L'Américain frappa du pied avec violence.
—Ne me faites donc pas dire des choses que je n'ai pas dites, grommela-t-il. Autre chose est de reconnaître dans l'espace des corps existants—les lunettes sont faites pour cela—autre chose est de prétendre étudier les détails infiniment petits.
—Mais, mon cher sir Jonathan, dit Gontran malicieusement, les lunettes sont faites pour cela également.
—M. de Flammermont a raison, ajouta Ossipoff, grâce aux instruments merveilleux que le progrès a mis à la disposition de la science moderne, on peut affirmer l'existence de faits se passant à plusieurs millions de lieues de nous avec autant de certitude que si on les touchait du doigt. Ainsi, je vais plus loin encore dans mon affirmation: non seulement il y a de l'eau à la surface de Mars, mais cette eau est de même composition chimique que la nôtre... Non seulement il y a des mers, mais nous connaissons encore leur profondeur et nous savons, par exemple, que les plus profondes avoisinent l'équateur et la zone torride, comme la mer Schiaparelli, la mer Flammarion, les océans Kepler et Newton, tandis qu'aux environs du pôle elles ont moins de profondeur, telles sont les mers Madler, Faye, Beer.

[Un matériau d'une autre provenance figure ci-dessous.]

/// In-memory state for one executing run.
pub struct ActiveRunState {
    run_id: Uuid,
    channels: Mutex<RunChannels>,
    /// Tripped only on shutdown; interrupts in-flight tests.
    abort: CancellationToken,
    completed: watch::Sender<bool>,
}

impl ActiveRunState {
    fn new(run_id: Uuid, abort: CancellationToken) -> Self {
        let (completed, _) = watch::channel(false);
        Self {
            run_id,
            channels: Mutex::new(RunChannels::default()),
            abort,
            completed,
        }
    }

    /// Run this state belongs to.
    pub fn run_id(&self) -> Uuid {
        self.run_id
    }

    /// Deliver to every connected observer, or queue when none received it.
    /// Undelivered token updates are dropped rather than queued.
    pub async fn broadcast(&self, message: ProgressMessage) {
        let mut channels = self.channels.lock().await;
        let mut delivered = false;
        channels.observers.retain(|_, sender| {
            let sent = sender.send(message.clone()).is_ok();
            delivered |= sent;
            sent
        });

        if !delivered && !matches!(message, ProgressMessage::TokenUpdate { .. }) {
            channels.pending.push_back(message);
        }
    }

    /// Decide whether a queued test may start, recording it as started when
    /// it may. Test-specific cancellation wins over whole-run cancellation.
    pub async fn admit(&self, result_id: Uuid) -> Admission {
        let mut channels = self.channels.lock().await;
        if channels.cancelled_tests.contains(&result_id) {
            Admission::TestCancelled
        } else if channels.cancelled {
            Admission::RunCancelled
        } else {
            channels.started_tests.insert(result_id);
            Admission::Run
        }
    }

    /// Whole-run cancellation requested.
    pub async fn is_cancelled(&self) -> bool {
        self.channels.lock().await.cancelled
    }

    /// True if this test was cancelled while queued.
    pub async fn is_test_cancelled(&self, result_id: Uuid) -> bool {
        self.channels
            .lock()
            .await
            .cancelled_tests
            .contains(&result_id)
    }

    /// Skip every test that has not started yet.
    pub async fn cancel(&self) {
        self.channels.lock().await.cancelled = true;
    }

    /// Flag a queued test. Returns false once the test has started, since an
    /// executing test always runs to its own end.
    pub async fn cancel_test(&self, result_id: Uuid) -> bool {
        let mut channels = self.channels.lock().await;
        if channels.started_tests.contains(&result_id) {
            return false;
        }
        channels.cancelled_tests.insert(result_id);
        true
    }

    /// Token that interrupts in-flight tests of this run.
    pub fn abort_token(&self) -> CancellationToken {
        self.abort.clone()
    }

    /// Mark the run closed and wake [`ActiveRunState::wait_completed`] callers.
    pub fn mark_completed(&self) {
        self.completed.send_replace(true);
    }

    /// True once the run has been marked complete.
    pub fn is_completed(&self) -> bool {
        *self.completed.borrow()
    }

    /// Resolves once the run has been marked complete.
    pub async fn wait_completed(&self) {
        let mut receiver = self.completed.subscribe();
        // sender lives as long as self, so this only returns once complete
        let _ = receiver.wait_for(|done| *done).await;
    }

    /// Number of live observers.
    pub async fn observer_count(&self) -> usize {
        self.channels.lock().await.observers.len()
    }
}

/// Runs executing in this process, keyed by run id.
pub struct RunRegistry {
    runs: RwLock<HashMap<Uuid, Arc<ActiveRunState>>>,
    next_observer_id: AtomicU64,
    shutdown: CancellationToken,
}

impl Default for RunRegistry {
    fn default() -> Self {
        Self::new()
    }
}

impl RunRegistry {
    /// Empty registry with a fresh shutdown token.
    pub fn new() -> Self {
        Self {
            runs: RwLock::new(HashMap::new()),
            next_observer_id: AtomicU64::new(1),
            shutdown: CancellationToken::new(),
        }
    }

    /// Start tracking a run. Its abort token is a child of the shutdown token.
    pub async fn register(&self, run_id: Uuid) -> Arc<ActiveRunState> {
        let state = Arc::new(ActiveRunState::new(run_id, self.shutdown.child_token()));
        self.runs.write().await.insert(run_id, Arc::clone(&state));
        debug!(%run_id, "run registered");
        state
    }

    /// Drop a run's state. Connected observers see end of stream.
    pub async fn unregister(&self, run_id: Uuid) -> Option<Arc<ActiveRunState>> {
        let removed = self.runs.write().await.remove(&run_id);
        if let Some(state) = &removed {
            state.channels.lock().await.observers.clear();
            debug!(%run_id, "run unregistered");
        }
        removed
    }

    /// State of an active run.
    pub async fn get(&self, run_id: Uuid) -> Option<Arc<ActiveRunState>> {
        self.runs.read().await.get(&run_id).cloned()
    }

    /// True while the run is registered.
    pub async fn contains(&self, run_id: Uuid) -> bool {
        self.runs.read().await.contains_key(&run_id)
    }

    /// Ids of every registered run.
    pub async fn active_run_ids(&self) -> Vec<Uuid> {
        self.runs.read().await.keys().copied().collect()
    }

    /// Broadcast to a run's observers. Messages for unknown runs are dropped.
    pub async fn broadcast(&self, run_id: Uuid, message: ProgressMessage) {
        match self.get(run_id).await {
            Some(state) => state.broadcast(message).await,
            None => debug!(%run_id, message_type = message.type_name(), "broadcast for inactive run dropped"),
        }
    }

    /// Whole-run cancellation requested. False for inactive runs.
    pub async fn is_cancelled(&self, run_id: Uuid) -> bool {
        match self.get(run_id).await {
            Some(state) => state.is_cancelled().await,
            None => false,
        }
    }

    /// Returns false when the run is not active.
    pub async fn cancel_run(&self, run_id: Uuid) -> bool {
        match self.get(run_id).await {
            Some(state) => {
                state.cancel().await;
                true
            }
            None => false,
        }
    }

    /// Returns false when the run is not active or the test already started.
    pub async fn cancel_test(&self, run_id: Uuid, result_id: Uuid) -> bool {
        match self.get(run_id).await {
            Some(state) => state.cancel_test(result_id).await,
            None => false,
        }
    }

    /// Subscribe to an active run.
    ///
    /// Under the run's lock: take the snapshot, send it, replay queued
    /// broadcasts, then register for live ones. Returns `None` if the run is
    /// not active.
    pub async fn attach<F, Fut>(&self, run_id: Uuid, snapshot: F) -> DomainResult<Option<Observer>>
    where
        F: FnOnce() -> Fut,
        Fut: Future<Output = DomainResult<RunWithResults>>,
    {
        let Some(state) = self.get(run_id).await else {
            return Ok(None);
        };

        let mut channels = state.channels.lock().await;
        let run = snapshot().await?;
        let (sender, receiver) = mpsc::unbounded_channel();
        let _ = sender.send(ProgressMessage::State { run });
        for message in channels.pending.drain(..) {
            let _ = sender.send(message);
        }

        let id = self.next_observer_id.fetch_add(1, Ordering::Relaxed);
        channels.observers.insert(id, sender);
        debug!(%run_id, observer_id = id, "observer attached");
        Ok(Some(Observer::new(id, run_id, receiver)))
    }

    /// Remove one observer. Unknown runs and ids are ignored.
    pub async fn detach(&self, run_id: Uuid, observer_id: ObserverId) {
        if let Some(state) = self.get(run_id).await {
            state.channels.lock().await.observers.remove(&observer_id);
        }
    }

    /// Interrupt every in-flight test of every run.
    pub fn shutdown(&self) {
        self.shutdown.cancel();
    }
}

L'ébahissement de Farenheit était profond, indescriptible.
—On dirait, ma parole d'honneur! s'écria Ossipoff, que vous n'êtes jamais allé en ballon!
—Ma foi, non, répliqua Farenheit; mon commerce de suifs n'exigeait pas d'ascensions et mon goût pour la terre ferme m'a toujours empêché de me livrer à d'aussi périlleux exercices.

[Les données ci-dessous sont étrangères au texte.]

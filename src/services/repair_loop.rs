//! Diagnose, fix and retest a failing test.
//!
//! The judge diagnoses the failure and proposes prompt changes. Each
//! iteration applies the current changes to a fresh copy of the original
//! graph, reruns the test, and compares mean metric scores. The loop stops at
//! the first passing retest or after `max_iterations` attempts. Nothing here
//! is persisted; callers decide whether to keep the repaired graph.

use std::collections::BTreeMap;

use tracing::{debug, info, instrument};

use crate::domain::errors::DomainResult;
use crate::domain::models::{
    AgentDefinition, Condition, Diagnosis, FixAttemptResult, FixSuggestion, Graph, LocationKind,
    MetricResult, PromptChange, RunOptions, TestCase, TestOutcome, TestStatus, Transition,
};
use crate::domain::ports::DiagnosisRequest;
use crate::services::model_gateway::ModelGateway;
use crate::services::test_execution::{TestExecution, TestRunner};

/// A modified copy of a graph and which changes made it in.
#[derive(Debug, Clone, PartialEq)]
pub struct FixApplication {
    /// Graph with every applicable change made.
    pub graph: Graph,
    /// Changes that were made, in input order.
    pub applied: Vec<PromptChange>,
    /// Changes whose node or transition no longer exists.
    pub skipped: Vec<PromptChange>,
}

/// Apply `changes` to a copy of `graph`. The input is never modified.
pub fn apply_fix_to_graph(graph: &Graph, changes: &[PromptChange]) -> FixApplication {
    let mut modified = graph.clone();
    let mut applied = Vec::new();
    let mut skipped = Vec::new();

    for change in changes {
        if apply_change(&mut modified, change) {
            applied.push(change.clone());
        } else {
            debug!(
                kind = change.location_kind.as_str(),
                node_id = change.node_id.as_deref().unwrap_or(""),
                target = change.transition_target_id.as_deref().unwrap_or(""),
                "skipping change that no longer matches the graph"
            );
            skipped.push(change.clone());
        }
    }

    FixApplication {
        graph: modified,
        applied,
        skipped,
    }
}

fn apply_change(graph: &mut Graph, change: &PromptChange) -> bool {
    let proposed = change.proposed_text.clone();
    match change.location_kind {
        LocationKind::GeneralInstruction => {
            graph.set_general_prompt(proposed);
            true
        }
        LocationKind::NodeInstruction => {
            let Some(node) = change.node_id.as_deref().and_then(|id| graph.node_mut(id)) else {
                return false;
            };
            node.instructions = proposed;
            true
        }
        LocationKind::Transition => {
            let (Some(node_id), Some(target)) = (&change.node_id, &change.transition_target_id) else {
                return false;
            };
            let Some(transition) = graph
                .node_mut(node_id)
                .and_then(|node| node.transition_to_mut(target))
            else {
                return false;
            };
            transition.set_condition_text(proposed);
            true
        }
        LocationKind::MissingTransition => {
            let (Some(node_id), Some(target)) = (&change.node_id, &change.transition_target_id) else {
                return false;
            };
            if !graph.contains(target) {
                return false;
            }
            match graph.node_mut(node_id) {
                Some(node) if node.transition_to(target).is_none() => {
                    node.transitions
                        .push(Transition::new(target.clone(), Condition::llm_prompt(proposed)));
                    true
                }
                _ => false,
            }
        }
    }
}

/// Mean of effective metric scores; 0.0 when there are none.
pub fn mean_metric_score(results: &[MetricResult]) -> f64 {
    if results.is_empty() {
        return 0.0;
    }
    #[allow(clippy::cast_precision_loss)]
    let count = results.len() as f64;
    results.iter().map(MetricResult::effective_score).sum::<f64>() / count
}

fn score_map(results: &[MetricResult]) -> BTreeMap<String, f64> {
    results
        .iter()
        .map(|m| (m.metric.clone(), m.effective_score()))
        .collect()
}

/// A failing test and the budget for repairing it.
pub struct RepairRequest<'a> {
    /// Agent whose graph is repaired.
    pub agent: &'a AgentDefinition,
    /// The failing test case.
    pub test_case: &'a TestCase,
    /// The failing execution being repaired.
    pub failed: &'a TestOutcome,
    /// Models and limits used for the retests.
    pub options: &'a RunOptions,
    /// Most apply-and-retest rounds to try. Zero only diagnoses.
    pub max_iterations: u32,
}

/// What a repair attempt produced.
#[derive(Debug, Clone, PartialEq)]
pub struct RepairOutcome {
    /// Judge's account of the original failure.
    pub diagnosis: Diagnosis,
    /// First fix proposed, before any revision.
    pub suggestion: FixSuggestion,
    /// One record per apply-and-retest round.
    pub attempts: Vec<FixAttemptResult>,
    /// The repaired graph, when a retest passed.
    pub final_graph: Option<Graph>,
    /// True when some retest passed.
    pub succeeded: bool,
}

/// Diagnose a failing test, then apply fixes and retest until it passes or
/// the iteration budget runs out.
///
/// Every iteration applies its fix to the original graph. Retest results are
/// never persisted.
pub struct RepairLoop {
    runner: TestRunner,
}

impl RepairLoop {
    /// Repair loop running retests through `runner`.
    pub fn new(runner: TestRunner) -> Self {
        Self { runner }
    }

    fn gateway(&self) -> ModelGateway<'_> {
        ModelGateway::new(self.runner.models(), self.runner.retry_policy(), None)
    }

    /// Diagnose the failure and propose a first fix, without applying it.
    pub async fn diagnose_and_suggest(
        &self,
        request: &RepairRequest<'_>,
    ) -> DomainResult<(Diagnosis, FixSuggestion)> {
        let gateway = self.gateway();
        let judge_model = &request.options.judge_model;
        let failed_metrics = request.failed.failed_metrics();

        let diagnosis = gateway
            .diagnose(&DiagnosisRequest {
                model: judge_model.clone(),
                graph: request.agent.graph.clone(),
                transcript: request.failed.transcript.clone(),
                nodes_visited: request.failed.nodes_visited.clone(),
                failed_metrics: failed_metrics.clone(),
                scenario: request.test_case.user_prompt.clone(),
            })
            .await?;
        info!(
            root_cause = %diagnosis.root_cause,
            faults = diagnosis.fault_locations.len(),
            "failure diagnosed"
        );

        let suggestion = gateway
            .suggest_fix(judge_model, &request.agent.graph, &diagnosis, &failed_metrics)
            .await?
            .normalized();
        Ok((diagnosis, suggestion))
    }

    /// Diagnose, then apply-and-retest up to `max_iterations` times. Each failed
    /// retest asks the judge to revise the previous fix.
    #[instrument(skip_all, fields(test_name = %request.test_case.name, max_iterations = request.max_iterations))]
    pub async fn run(&self, request: &RepairRequest<'_>) -> DomainResult<RepairOutcome> {
        let (diagnosis, first_suggestion) = self.diagnose_and_suggest(request).await?;
        let gateway = self.gateway();
        let original = &request.agent.graph;

        let mut suggestion = first_suggestion.clone();
        let mut previous_metrics = request.failed.metric_results.clone();
        let mut attempts = Vec::new();
        let mut final_graph = None;

        for iteration in 1..=request.max_iterations {
            let application = apply_fix_to_graph(original, &suggestion.changes);
            info!(
                iteration,
                applied = application.applied.len(),
                skipped = application.skipped.len(),
                "retesting with fix"
            );

            let execution = TestExecution::new(&application.graph, request.test_case, request.options)
                .with_global_metrics(&request.agent.global_metrics);
            let retest = self.runner.execute(execution).await;

            let before = mean_metric_score(&previous_metrics);
            let after = mean_metric_score(&retest.metric_results);
            let passed = retest.status == TestStatus::Pass;
            attempts.push(FixAttemptResult {
                iteration,
                changes_applied: application.applied.clone(),
                test_passed: passed,
                metrics_before: score_map(&previous_metrics),
                metrics_after: score_map(&retest.metric_results),
                improved: after > before,
            });
            info!(iteration, passed, before, after, "fix attempt finished");

            if passed {
                final_graph = Some(application.graph);
                break;
            }
            if iteration < request.max_iterations {
                suggestion = gateway
                    .revise_fix(
                        &request.options.judge_model,
                        original,
                        &diagnosis,
                        &suggestion.changes,
                        &retest.metric_results,
                    )
                    .await?
                    .normalized();
            }
            previous_metrics = retest.metric_results;
        }

        Ok(RepairOutcome {
            diagnosis,
            suggestion: first_suggestion,
            succeeded: final_graph.is_some(),
            attempts,
            final_graph,
        })
    }
}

—Eh bien! mon cher sir Jonathan, si vous étiez allé en ballon, vous ne vous étonneriez pas que l'on puisse, en dépit des quatorze millions de lieues qui nous séparent de Mars, connaître la plus ou moins grande profondeur de ses mers... tout cela dépend de la teinte plus ou moins foncée que présente l'aspect des masses liquides, plus la teinte est sombre et plus la profondeur est grande.

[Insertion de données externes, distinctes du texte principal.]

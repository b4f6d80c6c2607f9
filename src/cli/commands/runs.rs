//! `rehearse runs`: inspect and manage stored runs.

use std::process::ExitCode;

use anyhow::{Context, Result};
use clap::{Args, Subcommand};
use serde::Serialize;
use uuid::Uuid;

use super::run::RunReport;
use crate::cli::context::open_store;
use crate::cli::output::{output, CommandOutput, TableFormatter};
use crate::domain::models::{Config, RunSummary};

#[derive(Args, Debug)]
pub struct RunsArgs {
    #[command(subcommand)]
    pub command: RunsCommands,
}

#[derive(Subcommand, Debug)]
pub enum RunsCommands {
    /// List stored runs, newest first
    List {
        /// Only runs of this agent
        #[arg(long = "agent", value_name = "ID")]
        agent_id: Option<String>,
        #[arg(short, long, default_value = "20")]
        limit: usize,
    },
    /// Show one run with its results
    Show {
        /// Run ID
        id: Uuid,
    },
    /// Delete a stored run and its results
    Delete {
        /// Run ID
        id: Uuid,
    },
}

#[derive(Debug, Serialize)]
pub struct RunListOutput {
    pub runs: Vec<RunSummary>,
}

impl CommandOutput for RunListOutput {
    fn to_human(&self) -> String {
        if self.runs.is_empty() {
            return "No runs found.".to_string();
        }
        format!(
            "{}\n{} run(s)",
            TableFormatter::new().format_runs(&self.runs),
            self.runs.len()
        )
    }

    fn to_json(&self) -> serde_json::Value {
        serde_json::to_value(&self.runs).unwrap_or_default()
    }
}

#[derive(Debug, Serialize)]
pub struct RunDeleteOutput {
    pub success: bool,
    pub run_id: Uuid,
}

impl CommandOutput for RunDeleteOutput {
    fn to_human(&self) -> String {
        format!("Deleted run {}", self.run_id)
    }

    fn to_json(&self) -> serde_json::Value {
        serde_json::json!({
            "success": self.success,
            "run_id": self.run_id,
        })
    }
}

/// List or delete stored runs.
pub async fn execute(args: RunsArgs, json_mode: bool, config: Config) -> Result<ExitCode> {
    let orchestrator = open_store(&config).await?;

    match args.command {
        RunsCommands::List { agent_id, limit } => {
            let runs = orchestrator
                .list_runs(agent_id.as_deref(), limit)
                .await
                .context("Failed to list runs")?;
            output(&RunListOutput { runs }, json_mode);
        }
        RunsCommands::Show { id } => {
            let run = orchestrator
                .get_run(id)
                .await
                .with_context(|| format!("Failed to load run {id}"))?;
            output(&RunReport { run }, json_mode);
        }
        RunsCommands::Delete { id } => {
            orchestrator
                .get_run(id)
                .await
                .with_context(|| format!("Failed to load run {id}"))?;
            orchestrator
                .delete_run(id)
                .await
                .with_context(|| format!("Failed to delete run {id}"))?;
            output(
                &RunDeleteOutput {
                    success: true,
                    run_id: id,
                },
                json_mode,
            );
        }
    }

    Ok(ExitCode::SUCCESS)
}

#[cfg(test)]
mod tests {
    use super::*;

    #[test]
    fn test_empty_list_message() {
        let output = RunListOutput { runs: Vec::new() };
        assert_eq!(output.to_human(), "No runs found.");
        assert_eq!(output.to_json(), serde_json::json!([]));
    }
}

—N'en peut-on pas déduire également, demanda Fricoulet, le degré de salure des différentes mers, car il est prouvé que plus une étendue d'eau est salée et plus elle est sombre, or, comme la salure dépend de l'évaporation, il est tout naturel que les mers les plus sombres, c'est-à-dire les plus salées, se trouvent dans les régions équatoriales.
Ossipoff inclina doucement la tête dans un mouvement plein de condescendance approbatrice.